L'univers confiné de l'édition et d'une certaine presse

C'est comme cela que Bernard Pivot, l'un des princes de ce royaume, a pu se permettre de faire de la gaudriole à la télévision en interrogeant Matzneff, invité à six reprises dans "Apostrophes", son émission culte. Il est intéressant de voir, d'ailleurs, comment l'ancien Académicien a eu du mal, ces jours-ci, à reconnaître que son comportement avait été inapproprié.
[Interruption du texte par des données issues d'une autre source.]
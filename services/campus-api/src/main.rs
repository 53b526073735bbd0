//! Campus API
//!
//! REST backend for school administration: sessions, classes, admissions, and
//! fee collection.
//!
//! ## Endpoints (all under `/api/v1`)
//!
//! - `POST /login`, `POST /logout`, `GET /me`
//! - `GET|POST /users`, `GET|PUT|DELETE /users/{id}`
//! - `GET|POST /sessions`, `GET /sessions/active`, `POST /sessions/switch`,
//!   `POST /sessions/validate-dates`, `GET|PUT|DELETE /sessions/{id}`,
//!   `GET /sessions/{id}/stats`
//! - `GET|POST /classes`, `GET|PUT|DELETE /classes/{id}`,
//!   `GET|POST /classes/{id}/sections`, `DELETE /sections/{id}`
//! - `GET|POST /students`, `GET|PUT|DELETE /students/{id}`,
//!   `GET /students/{id}/fee-summary`
//! - `GET|POST /fee-groups`, `/fee-types`, `/fee-master` (+ `PUT|DELETE` on `/{id}`)
//! - `GET /student-fees`, `POST /student-fees/assign`,
//!   `POST /student-fees/collect-payment`
//! - `GET /fee-transactions` (+ `/summary`, `/today`, `/monthly`,
//!   `/receipt/{no}`, `/{id}`)
//!
//! ## Health Endpoints
//!
//! - `GET /health` - Liveness probe
//! - `GET /ready` - Readiness probe
//! - `GET /metrics` - Prometheus metrics

mod config;
mod error;
mod extractors;
mod handlers;
mod state;

use std::net::SocketAddr;
use std::sync::Arc;

use axum::extract::connect_info::IntoMakeServiceWithConnectInfo;
use axum::routing::{delete, get, post, put};
use axum::Router;
use metrics_exporter_prometheus::{Matcher, PrometheusBuilder, PrometheusHandle};
use tokio::signal;
use tower::ServiceBuilder;
use tower_http::cors::{Any, CorsLayer};
use tower_http::request_id::{MakeRequestUuid, PropagateRequestIdLayer, SetRequestIdLayer};
use tower_http::timeout::TimeoutLayer;
use tower_http::trace::{DefaultMakeSpan, DefaultOnResponse, TraceLayer};
use tracing::Level;
use tracing_subscriber::layer::SubscriberExt;
use tracing_subscriber::util::SubscriberInitExt;
use tracing_subscriber::EnvFilter;

use campus_academic_core::SessionService;
use campus_auth_core::AuthService;
use campus_db::pg::Repositories;
use campus_fees_core::FeeService;

use crate::config::Config;
use crate::handlers::{health, ready};
use crate::state::AppState;

#[tokio::main]
async fn main() -> anyhow::Result<()> {
    // Load environment variables
    dotenvy::dotenv().ok();

    // Initialize logging
    tracing_subscriber::registry()
        .with(EnvFilter::from_default_env().add_directive("campus_api=debug".parse()?))
        .with(tracing_subscriber::fmt::layer())
        .init();

    tracing::info!("Starting Campus API");

    // Load configuration
    let config = Config::from_env()?;
    tracing::info!(http_port = config.http_port, "Configuration loaded");

    // Initialize metrics
    let metrics_handle = if config.metrics_enabled {
        Some(setup_metrics()?)
    } else {
        None
    };

    // Create database pool and bootstrap the schema
    let pool =
        campus_db::create_pool_with_limit(&config.database_url, config.db_max_connections).await?;
    tracing::info!("Database pool created");

    campus_db::ensure_schema(&pool).await?;
    tracing::info!("Database schema ensured");

    // Create repositories
    let repos = Repositories::new(pool.clone());

    // Create services
    let auth = AuthService::new(
        config.auth.clone(),
        Arc::new(repos.users.clone()),
        Arc::new(repos.auth_tokens.clone()),
    )?;
    let academics = SessionService::new(Arc::new(repos.sessions.clone()));
    let fees = FeeService::new(
        Arc::new(repos.fee_masters.clone()),
        Arc::new(repos.students.clone()),
        Arc::new(repos.student_fees.clone()),
        Arc::new(repos.fee_transactions.clone()),
    );

    // Create application state
    let state = AppState::new(auth, academics, fees, repos, pool, config.clone());

    // Build HTTP router
    let app = build_router(state, metrics_handle);

    // Start the server
    let http_addr = SocketAddr::from(([0, 0, 0, 0], config.http_port));
    run_http_server(app, http_addr).await?;

    tracing::info!("Shutdown complete");
    Ok(())
}

fn build_router(state: AppState, metrics_handle: Option<PrometheusHandle>) -> Router {
    let request_timeout = state.request_timeout();

    // API v1 routes
    let api_v1 = Router::new()
        // Auth routes
        .route("/login", post(handlers::login))
        .route("/logout", post(handlers::logout))
        .route("/me", get(handlers::me))
        // User routes
        .route("/users", get(handlers::list_users).post(handlers::create_user))
        .route(
            "/users/{id}",
            get(handlers::get_user)
                .put(handlers::update_user)
                .delete(handlers::delete_user),
        )
        // Session routes
        .route(
            "/sessions",
            get(handlers::list_sessions).post(handlers::create_session),
        )
        .route("/sessions/active", get(handlers::active_session))
        .route("/sessions/switch", post(handlers::switch_session))
        .route(
            "/sessions/validate-dates",
            post(handlers::validate_session_dates),
        )
        .route(
            "/sessions/{id}",
            get(handlers::get_session)
                .put(handlers::update_session)
                .delete(handlers::delete_session),
        )
        .route("/sessions/{id}/stats", get(handlers::session_stats))
        // Class and section routes
        .route(
            "/classes",
            get(handlers::list_classes).post(handlers::create_class),
        )
        .route(
            "/classes/{id}",
            get(handlers::get_class)
                .put(handlers::rename_class)
                .delete(handlers::delete_class),
        )
        .route(
            "/classes/{id}/sections",
            get(handlers::list_sections).post(handlers::create_section),
        )
        .route("/sections/{id}", delete(handlers::delete_section))
        // Student routes
        .route(
            "/students",
            get(handlers::list_students).post(handlers::create_student),
        )
        .route(
            "/students/{id}",
            get(handlers::get_student)
                .put(handlers::update_student)
                .delete(handlers::delete_student),
        )
        .route("/students/{id}/fee-summary", get(handlers::student_fee_summary))
        // Fee structure routes
        .route(
            "/fee-groups",
            get(handlers::list_fee_groups).post(handlers::create_fee_group),
        )
        .route(
            "/fee-groups/{id}",
            put(handlers::update_fee_group).delete(handlers::delete_fee_group),
        )
        .route(
            "/fee-types",
            get(handlers::list_fee_types).post(handlers::create_fee_type),
        )
        .route(
            "/fee-types/{id}",
            put(handlers::update_fee_type).delete(handlers::delete_fee_type),
        )
        .route(
            "/fee-master",
            get(handlers::list_fee_master).post(handlers::create_fee_master),
        )
        .route(
            "/fee-master/{id}",
            put(handlers::update_fee_master).delete(handlers::delete_fee_master),
        )
        // Student fee routes
        .route("/student-fees", get(handlers::list_student_fees))
        .route("/student-fees/assign", post(handlers::assign_fees))
        .route(
            "/student-fees/collect-payment",
            post(handlers::collect_payment),
        )
        // Fee transaction routes
        .route("/fee-transactions", get(handlers::list_transactions))
        .route(
            "/fee-transactions/summary",
            get(handlers::collection_summary),
        )
        .route("/fee-transactions/today", get(handlers::collections_today))
        .route(
            "/fee-transactions/monthly",
            get(handlers::collections_monthly),
        )
        .route(
            "/fee-transactions/receipt/{no}",
            get(handlers::get_by_receipt),
        )
        .route("/fee-transactions/{id}", get(handlers::get_transaction));

    // Health routes (no timeout - must always respond quickly)
    let health_routes = Router::new()
        .route("/health", get(health))
        .route("/ready", get(ready));

    // Metrics route (no timeout)
    let metrics_route = if let Some(handle) = metrics_handle {
        Router::new().route("/metrics", get(move || async move { handle.render() }))
    } else {
        Router::new()
    };

    // Build middleware stack (order matters - outermost first)
    let middleware = ServiceBuilder::new()
        // Request ID propagation (outermost)
        .layer(SetRequestIdLayer::x_request_id(MakeRequestUuid))
        .layer(PropagateRequestIdLayer::x_request_id())
        // Tracing with request details
        .layer(
            TraceLayer::new_for_http()
                .make_span_with(DefaultMakeSpan::new().level(Level::INFO))
                .on_response(DefaultOnResponse::new().level(Level::INFO)),
        )
        // CORS
        .layer(
            CorsLayer::new()
                .allow_origin(Any)
                .allow_methods(Any)
                .allow_headers(Any),
        )
        // Request timeout (innermost - closest to handler)
        .layer(TimeoutLayer::new(request_timeout));

    // Combine all routes
    Router::new()
        .nest("/api/v1", api_v1)
        .layer(middleware)
        .merge(health_routes) // Health routes without timeout
        .merge(metrics_route) // Metrics route without timeout
        .with_state(state)
}

async fn run_http_server(app: Router, addr: SocketAddr) -> anyhow::Result<()> {
    tracing::info!("HTTP server listening on {}", addr);
    let listener = tokio::net::TcpListener::bind(addr).await?;

    let service: IntoMakeServiceWithConnectInfo<Router, SocketAddr> =
        app.into_make_service_with_connect_info();

    axum::serve(listener, service)
        .with_graceful_shutdown(shutdown_signal())
        .await?;

    Ok(())
}

fn setup_metrics() -> anyhow::Result<PrometheusHandle> {
    // Most operations are single-query CRUD; payment collection holds a row
    // lock for the duration of its transaction
    let latency_buckets = &[0.001, 0.005, 0.01, 0.025, 0.05, 0.1, 0.2, 0.5, 1.0, 2.5];

    let builder = PrometheusBuilder::new().set_buckets_for_metric(
        Matcher::Full("campus_operation_duration_seconds".to_string()),
        latency_buckets,
    )?;

    let handle = builder.install_recorder()?;

    // Register metrics with descriptions
    metrics::describe_counter!("campus_logins_total", "Login attempts by result");
    metrics::describe_counter!("campus_admissions_total", "Total students admitted");
    metrics::describe_counter!(
        "campus_session_switches_total",
        "Total active-session switches"
    );
    metrics::describe_counter!(
        "campus_fees_assigned_total",
        "Total student fee rows written by assignment"
    );
    metrics::describe_counter!(
        "campus_payments_recorded_total",
        "Total payments recorded by mode"
    );
    metrics::describe_histogram!(
        "campus_operation_duration_seconds",
        "API operation latency in seconds by operation type"
    );

    Ok(handle)
}

async fn shutdown_signal() {
    let ctrl_c = async {
        signal::ctrl_c()
            .await
            .expect("failed to install Ctrl+C handler");
    };

    #[cfg(unix)]
    let terminate = async {
        signal::unix::signal(signal::unix::SignalKind::terminate())
            .expect("failed to install signal handler")
            .recv()
            .await;
    };

    #[cfg(not(unix))]
    let terminate = std::future::pending::<()>();

    tokio::select! {
        () = ctrl_c => {},
        () = terminate => {},
    }

    tracing::info!("Shutdown signal received, starting graceful shutdown");
}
Mais ce qui était vrai dans cet univers très confiné de l’édition, l’était aussi dans la presse. Dans Libération, dans Le Monde, où Matzneff a tenu une chronique hebdomadaire pendant environ cinq ans. Cela représente des dizaines d'articles à raconter l'attente, place du Trocadéro à Paris, et la drague des petites filles qui sortaient des collèges alentours.

Il faut bien comprendre qu'à l’époque, beaucoup plus qu'aujourd’hui où la presse écrite est affaiblie, Le Monde était la référence journalistique. C'était, au sens plein du terme, une institution qui exerçait un véritable magistère moral. Être des leurs, c’était être puissant.

La bien-pensance était de gauche

Pour Libération, c’était différent. Autant Le Monde était la quintessence de la bien-pensance, autant Libération cultivait la différence. C'est à ce titre que le journal de Jean-Paul Sartre a été l'un des porte-voix d'un courant qui, dans toute la vague de la libération des mœurs, faisait la promotion de la sexualité avec les enfants. Dans ces milieux-là, on en parlait très ouvertement. Tout le monde se souvient des propos de Daniel Cohn-Bendit sur le "jeu érotico-maniaque" avec une petite fille de 5 ans qui le déshabille. Le patron de Libération, Laurent Joffrin, s'en est expliqué depuis, et l'a plutôt bien fait. Mais à ma connaissance, Le Monde n'a pas eu la même démarche.

Il y avait une dimension politique dans ce soutien. La bien-pensance était de gauche. Mais là où Matzneff est diabolique, c'est qu'en réalité, il a été, et il est encore, très proche des milieux d'extrême-droite. Cet homme s'est construit une série de complicités avec un brio et une perversité inégalés.

Cela ne devrait pas durer. Cet homme cultivé, qui ne regrette rien, connaît certainement la fable de La Fontaine Les Animaux malades de la peste. 'Selon que vous serez puissant ou misérable, les jugements de cour vous rendront blanc ou noir', est-il écrit dans la morale. Il était puissant et blanchi par les siens. Le voilà banni. Et déjà puni."